Because eastern Canada in particular had made significant progress in reducing acid rain-causing emissions, scientists expected that affected ecosystems would recover and aquatic life once abundant in lakes and streams would return. Improved understanding of how damaged ecosystems recover indicates, however, that the most severely affected of them will not return to their "pre-acidification" state once emissions have declined. Some ecosystems, in fact, may require long-term measures such as liming to assist their recovery from acid rain damage, says the report.
Current acid rain research has also begun to focus on its impact on soils, documenting the depletion of nutrients and consequent impacts on the health and productivity of forests, and evaluating the implications of both of these on associated lake ecosystems. The latest information indicates that over 50% of Canada's eastern boreal forests are suffering negative impacts on their growth and productivity linked to acid rain.
This, says the report, could have major socio-economic impacts: preliminary estimates of the market value of lost wood production due to the adverse impacts of acid rain are in the hundreds of millions of dollars in Nova Scotia and New Brunswick alone. Commercial and recreational fishing would suffer as well, and the corrosive effects of acid deposition can be significant, particularly for electrical transmission towers, whose life expectancy could be cut by as much as 50%. As well, notes the report, the effects of acid rain on these structures can greatly increase repair frequency, at an annual cost of thousands of dollars per tower.
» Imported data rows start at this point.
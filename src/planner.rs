//! The planner facade (§4.5) and the recursive route refiner (§4.4) that
//! sits behind it.

use num_traits::Float;

use crate::error::PlannerError;
use crate::graph::{VisibilityGraph, END, START};
use crate::search::shortest_path;
use crate::{Point, Polygon};

/// Recursion depth past which the refiner gives up and falls back to the
/// straight segment, rather than risk an unbounded recursion on a
/// pathological obstacle configuration.
pub const MAX_REFINE_DEPTH: u32 = 100;

/// Plans a polyline from `start` to `end` around `obstacles`.
///
/// Total: every input produces a polyline. `start == end` returns a
/// single-point route. An unreachable goal, or a recursion depth past
/// [`MAX_REFINE_DEPTH`], both fall back to the direct `[start, end]`
/// segment — callers that need a correctness guarantee under adversarial
/// obstacle sets should run [`crate::validate::safety`] on the result.
pub fn plan<T: Float + std::fmt::Debug>(
    start: Point<T>,
    end: Point<T>,
    obstacles: &[Polygon<T>],
) -> Vec<Point<T>> {
    if start == end {
        return vec![start];
    }
    refine(start, end, obstacles, 0)
}

/// Like [`plan`], but first validates every obstacle's invariants (`>= 3`
/// vertices, no coincident cyclically-consecutive vertices) and reports the
/// first violation instead of planning through it.
pub fn plan_checked<T: Float + std::fmt::Debug>(
    start: Point<T>,
    end: Point<T>,
    obstacles: &[Vec<Point<T>>],
) -> Result<Vec<Point<T>>, PlannerError> {
    let mut polygons = Vec::with_capacity(obstacles.len());
    for (index, vertices) in obstacles.iter().enumerate() {
        Polygon::validate(vertices, index)?;
        polygons.push(Polygon::new(vertices.clone()).expect("just validated"));
    }
    Ok(plan(start, end, &polygons))
}

/// Re-plans each edge of the provisional visibility-graph path against the
/// full obstacle universe, recursively, until every segment of the result
/// has been validated against every obstacle at least once.
fn refine<T: Float + std::fmt::Debug>(
    start: Point<T>,
    end: Point<T>,
    obstacles: &[Polygon<T>],
    depth: u32,
) -> Vec<Point<T>> {
    if depth > MAX_REFINE_DEPTH {
        log::warn!(
            "refine: depth cap ({MAX_REFINE_DEPTH}) exceeded for segment {start:?} -> {end:?}; \
             falling back to straight segment"
        );
        return vec![start, end];
    }

    let graph = VisibilityGraph::build(start, end, obstacles);
    let path = match shortest_path(&graph) {
        Some(path) => path,
        None => return vec![start, end],
    };

    if path.len() == 2 {
        debug_assert_eq!(path[0], START);
        debug_assert_eq!(path[1], END);
        return vec![start, end];
    }

    let nodes = graph.nodes();
    let mut route = Vec::new();
    for window in path.windows(2) {
        let (a, b) = (nodes[window[0]], nodes[window[1]]);
        let mut segment = refine(a, b, obstacles, depth + 1);
        if !route.is_empty() {
            segment.remove(0); // drop the duplicated join point
        }
        route.append(&mut segment);
    }

    route
}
The CCME progress report summarizes, in chart form, total SO2 and total NOX emissions by province/territory and by sector. It provides updates on emission reduction initiatives undertaken by the various jurisdictions and outlines next steps to be taken by the CCME's Acid Rain Task Group. Among the main activities being pursued by the group are: supporting the development of a national, multi-year science and monitoring program; further discussing the latest acid rain science assessment to determine what further work needs to be done to ensure successful implementation of the Post-2000 Strategy; and initiating an assessment of possible further policy measures. This could include predicting the magnitude and extent of further emission reductions and the need for management actions to stimulate aquatic recovery and forest sustainability.
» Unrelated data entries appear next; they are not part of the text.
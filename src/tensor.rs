use ndarray::{concatenate, Array, Array4, ArrayD, Axis, Dimension, IxDyn};

use crate::{Error, Result};

/// Dense `f32` tensor. Image batches are laid out NCHW.
#[derive(Clone, Debug)]
pub struct Tensor {
    data: ArrayD<f32>,
}

impl Tensor {
    pub fn new(data: ArrayD<f32>) -> Self {
        Self { data }
    }

    pub fn from_vec(vec: Vec<f32>, shape: &[usize]) -> Result<Self> {
        let expected: usize = shape.iter().product();
        if expected != vec.len() {
            return Err(Error::ShapeMismatch {
                expected: vec![expected],
                actual: vec![vec.len()],
            });
        }
        let data = Array::from_shape_vec(IxDyn(shape), vec)
            .map_err(|e| Error::Layer(format!("Tensor construction failed: {}", e)))?;
        Ok(Self { data })
    }

    pub fn from_shape_fn<F>(shape: &[usize], mut f: F) -> Self
    where
        F: FnMut(&[usize]) -> f32,
    {
        let data = ArrayD::from_shape_fn(IxDyn(shape), |idx| f(idx.slice()));
        Self { data }
    }

    pub fn shape(&self) -> &[usize] {
        self.data.shape()
    }

    pub fn ndim(&self) -> usize {
        self.data.ndim()
    }

    pub fn data(&self) -> &ArrayD<f32> {
        &self.data
    }

    pub fn data_mut(&mut self) -> &mut ArrayD<f32> {
        &mut self.data
    }

    pub fn into_data(self) -> ArrayD<f32> {
        self.data
    }

    pub fn zeros(shape: &[usize]) -> Self {
        let data = ArrayD::zeros(IxDyn(shape));
        Self { data }
    }

    pub fn len(&self) -> usize {
        self.data.len()
    }

    pub fn is_empty(&self) -> bool {
        self.data.is_empty()
    }

    pub fn reshape(&self, new_shape: &[usize]) -> Result<Self> {
        self.clone().into_reshape(new_shape)
    }

    pub fn into_reshape(self, new_shape: &[usize]) -> Result<Self> {
        let total_elements: usize = new_shape.iter().product();
        if total_elements != self.len() {
            return Err(Error::ShapeMismatch {
                expected: vec![total_elements],
                actual: vec![self.len()],
            });
        }

        let reshaped = self
            .data
            .as_standard_layout()
            .into_owned()
            .into_shape_with_order(IxDyn(new_shape))
            .map_err(|e| Error::Layer(format!("Reshape failed: {}", e)))?;
        Ok(Self { data: reshaped })
    }

    /// Returns `(batch, channels, height, width)` for a 4D tensor.
    pub fn dims4(&self) -> Result<(usize, usize, usize, usize)> {
        match *self.shape() {
            [n, c, h, w] => Ok((n, c, h, w)),
            _ => Err(Error::Layer(format!(
                "expected a 4D NCHW tensor, got {:?}",
                self.shape()
            ))),
        }
    }

    pub fn to_array4(&self) -> Result<Array4<f32>> {
        let dims = self.dims4()?;
        self.data
            .as_standard_layout()
            .into_owned()
            .into_shape_with_order(dims)
            .map_err(|e| Error::Layer(format!("Reshape failed: {}", e)))
    }

    pub fn from_array4(data: Array4<f32>) -> Self {
        Self {
            data: data.into_dyn(),
        }
    }

    /// Concatenates `other` after `self` along the channel axis.
    pub fn concat_channels(&self, other: &Tensor) -> Result<Self> {
        let (n, _, h, w) = self.dims4()?;
        let (on, _, oh, ow) = other.dims4()?;
        if (n, h, w) != (on, oh, ow) {
            return Err(Error::ShapeMismatch {
                expected: vec![n, h, w],
                actual: vec![on, oh, ow],
            });
        }

        let data = concatenate(Axis(1), &[self.data.view(), other.data.view()])
            .map_err(|e| Error::Layer(format!("Concatenation failed: {}", e)))?;
        Ok(Self { data })
    }

    pub fn to_vec(&self) -> Vec<f32> {
        self.data.iter().copied().collect()
    }
}

impl From<ArrayD<f32>> for Tensor {
    fn from(data: ArrayD<f32>) -> Self {
        Self::new(data)
    }
}

impl AsRef<ArrayD<f32>> for Tensor {
    fn as_ref(&self) -> &ArrayD<f32> {
        &self.data
    }
}

#[cfg(test)]
mod tests {
    use super::*;

    #[test]
    fn test_concat_channels() {
        let a = Tensor::from_vec(vec![1.0, 2.0, 3.0, 4.0], &[1, 1, 2, 2]).unwrap();
        let b = Tensor::from_vec(vec![5.0; 8], &[1, 2, 2, 2]).unwrap();

        let out = a.concat_channels(&b).unwrap();

        assert_eq!(out.shape(), &[1, 3, 2, 2]);
        assert_eq!(&out.to_vec()[..4], &[1.0, 2.0, 3.0, 4.0]);
        assert!(out.to_vec()[4..].iter().all(|&v| v == 5.0));
    }

    #[test]
    fn test_concat_channels_spatial_mismatch() {
        let a = Tensor::zeros(&[1, 1, 2, 2]);
        let b = Tensor::zeros(&[1, 1, 3, 2]);

        assert!(a.concat_channels(&b).is_err());
    }

    #[test]
    fn test_dims4_rejects_other_ranks() {
        assert!(Tensor::zeros(&[2, 3]).dims4().is_err());
        assert_eq!(Tensor::zeros(&[2, 3, 4, 5]).dims4().unwrap(), (2, 3, 4, 5));
    }
}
Over the next several years, the Task Group intends to determine what short-term and long-term actions are needed by governments, industry, the scientific community and other stakeholders-working individually and/or together-to implement the Post-2000 Strategy, to ensure that Canada is meeting critical loading limits and to promote the recovery of ecosystems from acidification.
The Progress Report may be viewed on the CCME Web site, www.ccme.ca.